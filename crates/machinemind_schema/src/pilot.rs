//! Pilots: player characters.
//!
//! A pilot owns a private inventory. Personal copies of pilot equipment
//! live there (usually insinuated from a catalog registry) and are listed
//! from it at load time rather than referenced by the pilot's record.

use machinemind_foundation::{EntryType, RawRecord, Result, Value};
use machinemind_registry::{AnyEntry, Live, Loader, RegEntry};

use crate::core_bonus::CoreBonus;
use crate::faction::Faction;
use crate::license::License;
use crate::mech::Mech;
use crate::pilot_equipment::{PilotArmor, PilotGear, PilotWeapon};

/// Pilot starting hit points before grit.
pub const BASE_PILOT_HP: i64 = 6;

/// Mech skill triggers: hull, agility, systems, engineering.
#[derive(Debug, Default, Clone, Copy, PartialEq, Eq)]
pub struct MechSkills {
    /// HULL.
    pub hull: i64,
    /// AGI.
    pub agility: i64,
    /// SYS.
    pub systems: i64,
    /// ENG.
    pub engineering: i64,
}

impl MechSkills {
    fn from_list(values: &[i64]) -> Self {
        let at = |i: usize| values.get(i).copied().unwrap_or(0);
        Self {
            hull: at(0),
            agility: at(1),
            systems: at(2),
            engineering: at(3),
        }
    }

    fn to_value(self) -> Value {
        Value::from(vec![self.hull, self.agility, self.systems, self.engineering])
    }
}

/// A player character.
#[derive(Debug, Default)]
pub struct Pilot {
    /// Semantic id.
    pub id: String,
    /// Legal name.
    pub name: String,
    /// Callsign.
    pub callsign: String,
    /// Player's name.
    pub player_name: String,
    /// Background name.
    pub background: String,
    /// Backstory.
    pub history: String,
    /// Free-form notes.
    pub notes: String,
    /// Appearance description.
    pub text_appearance: String,
    /// `Active`, `Retired`, `KIA`, ...
    pub status: String,
    /// License level.
    pub level: i64,
    /// Current hit points.
    pub current_hp: i64,
    /// Mech skill points.
    pub mech_skills: MechSkills,
    /// Faction affiliation (foreign).
    pub faction: Option<Live<Faction>>,
    /// Core bonuses taken (foreign).
    pub core_bonuses: Vec<Live<CoreBonus>>,
    /// Licenses held (foreign).
    pub licenses: Vec<Live<License>>,
    /// Mechs this pilot can field (foreign).
    pub mechs: Vec<Live<Mech>>,
    /// The mech currently in use (foreign).
    pub active_mech: Option<Live<Mech>>,
    /// Armor in the inventory.
    pub owned_armor: Vec<Live<PilotArmor>>,
    /// Gear in the inventory.
    pub owned_gear: Vec<Live<PilotGear>>,
    /// Weapons in the inventory.
    pub owned_weapons: Vec<Live<PilotWeapon>>,
}

impl Pilot {
    /// Half the license level, rounded up.
    #[must_use]
    pub fn grit(&self) -> i64 {
        (self.level + 1).div_euclid(2).max(0)
    }

    /// Maximum hit points: base, grit, and every owned armor's `pilot_hp`
    /// bonus.
    #[must_use]
    pub fn max_hp(&self) -> i64 {
        let armor: i64 = self
            .owned_armor
            .iter()
            .flat_map(|a| {
                a.borrow()
                    .item
                    .effects
                    .bonuses
                    .iter()
                    .filter(|b| b.id == "pilot_hp")
                    .filter_map(|b| b.val.as_int())
                    .collect::<Vec<_>>()
            })
            .sum();
        BASE_PILOT_HP + self.grit() + armor
    }

    /// Total license ranks held.
    #[must_use]
    pub fn license_ranks(&self) -> i64 {
        self.licenses.iter().map(|l| l.borrow().rank).sum()
    }
}

/// Links `mech` to `pilot` in both directions.
///
/// Neither entry is written back; the caller decides when to persist.
pub fn assign_mech(pilot: &Live<Pilot>, mech: &Live<Mech>) {
    {
        let mut p = pilot.borrow_mut();
        if !p.mechs.iter().any(|m| m.ptr_eq(mech)) {
            p.mechs.push(mech.clone());
        }
        if p.active_mech.is_none() {
            p.active_mech = Some(mech.clone());
        }
    }
    mech.borrow_mut().pilot = Some(pilot.clone());
}

impl RegEntry for Pilot {
    const KIND: EntryType = EntryType::Pilot;
    const INVENTORIED: bool = true;

    fn defaults() -> RawRecord {
        RawRecord::new()
            .with("name", "New Pilot")
            .with("callsign", "")
            .with("status", "Active")
            .with("level", 0)
            .with("current_hp", BASE_PILOT_HP)
            .with("mechSkills", vec![0_i64, 0, 0, 0])
    }

    fn load(&mut self, loader: &Loader<'_>) -> Result<()> {
        self.id = loader.string_or("id", "")?;
        self.name = loader.string("name")?;
        self.callsign = loader.string_or("callsign", "")?;
        self.player_name = loader.string_or("player_name", "")?;
        self.background = loader.string_or("background", "")?;
        self.history = loader.string_or("history", "")?;
        self.notes = loader.string_or("notes", "")?;
        self.text_appearance = loader.string_or("text_appearance", "")?;
        self.status = loader.string_or("status", "Active")?;
        self.level = loader.int_or("level", 0)?;
        self.current_hp = loader.int_or("current_hp", BASE_PILOT_HP)?;
        self.mech_skills = MechSkills::from_list(&loader.int_list("mechSkills")?);

        self.faction = loader.foreign("faction")?;
        self.core_bonuses = loader.foreign_many("core_bonuses")?;
        self.licenses = loader.foreign_many("licenses")?;
        self.mechs = loader.foreign_many("mechs")?;
        self.active_mech = loader.foreign("active_mech")?;

        let inventory = loader.inventory();
        self.owned_armor = inventory.get_cat::<PilotArmor>().list_live(loader.ctx())?;
        self.owned_gear = inventory.get_cat::<PilotGear>().list_live(loader.ctx())?;
        self.owned_weapons = inventory.get_cat::<PilotWeapon>().list_live(loader.ctx())?;
        Ok(())
    }

    fn save(&self) -> RawRecord {
        fn refs<T: RegEntry>(entries: &[Live<T>]) -> Vec<Value> {
            entries.iter().map(|e| Value::from(e.reg_ref())).collect()
        }
        RawRecord::new()
            .with("id", self.id.as_str())
            .with("name", self.name.as_str())
            .with("callsign", self.callsign.as_str())
            .with("player_name", self.player_name.as_str())
            .with("background", self.background.as_str())
            .with("history", self.history.as_str())
            .with("notes", self.notes.as_str())
            .with("text_appearance", self.text_appearance.as_str())
            .with("status", self.status.as_str())
            .with("level", self.level)
            .with("current_hp", self.current_hp)
            .with("mechSkills", self.mech_skills.to_value())
            .with("faction", self.faction.as_ref().map(Live::reg_ref))
            .with("core_bonuses", refs(&self.core_bonuses))
            .with("licenses", refs(&self.licenses))
            .with("mechs", refs(&self.mechs))
            .with("active_mech", self.active_mech.as_ref().map(Live::reg_ref))
    }

    fn assoc_entries(&self) -> Vec<AnyEntry> {
        self.owned_armor
            .iter()
            .map(Live::to_any)
            .chain(self.owned_gear.iter().map(Live::to_any))
            .chain(self.owned_weapons.iter().map(Live::to_any))
            .collect()
    }
}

* **INSTRUCTIONS TO FOLLOW**: Give an exact copy of the lines above from the line with "(self.level + 1).div_euclid(2).max(0)" up to and including the line with "when to persist.", and leave everything else out.

* **RESPONSE FOR THIS EXERCISE**:
        (self.level + 1).div_euclid(2).max(0)
    }

    /// Maximum hit points: base, grit, and every owned armor's `pilot_hp`
    /// bonus.
    #[must_use]
    pub fn max_hp(&self) -> i64 {
        let armor: i64 = self
            .owned_armor
            .iter()
            .flat_map(|a| {
                a.borrow()
                    .item
                    .effects
                    .bonuses
                    .iter()
                    .filter(|b| b.id == "pilot_hp")
                    .filter_map(|b| b.val.as_int())
                    .collect::<Vec<_>>()
            })
            .sum();
        BASE_PILOT_HP + self.grit() + armor
    }

    /// Total license ranks held.
    #[must_use]
    pub fn license_ranks(&self) -> i64 {
        self.licenses.iter().map(|l| l.borrow().rank).sum()
    }
}

/// Links `mech` to `pilot` in both directions.
///
/// Neither entry is written back; the caller decides when to persist.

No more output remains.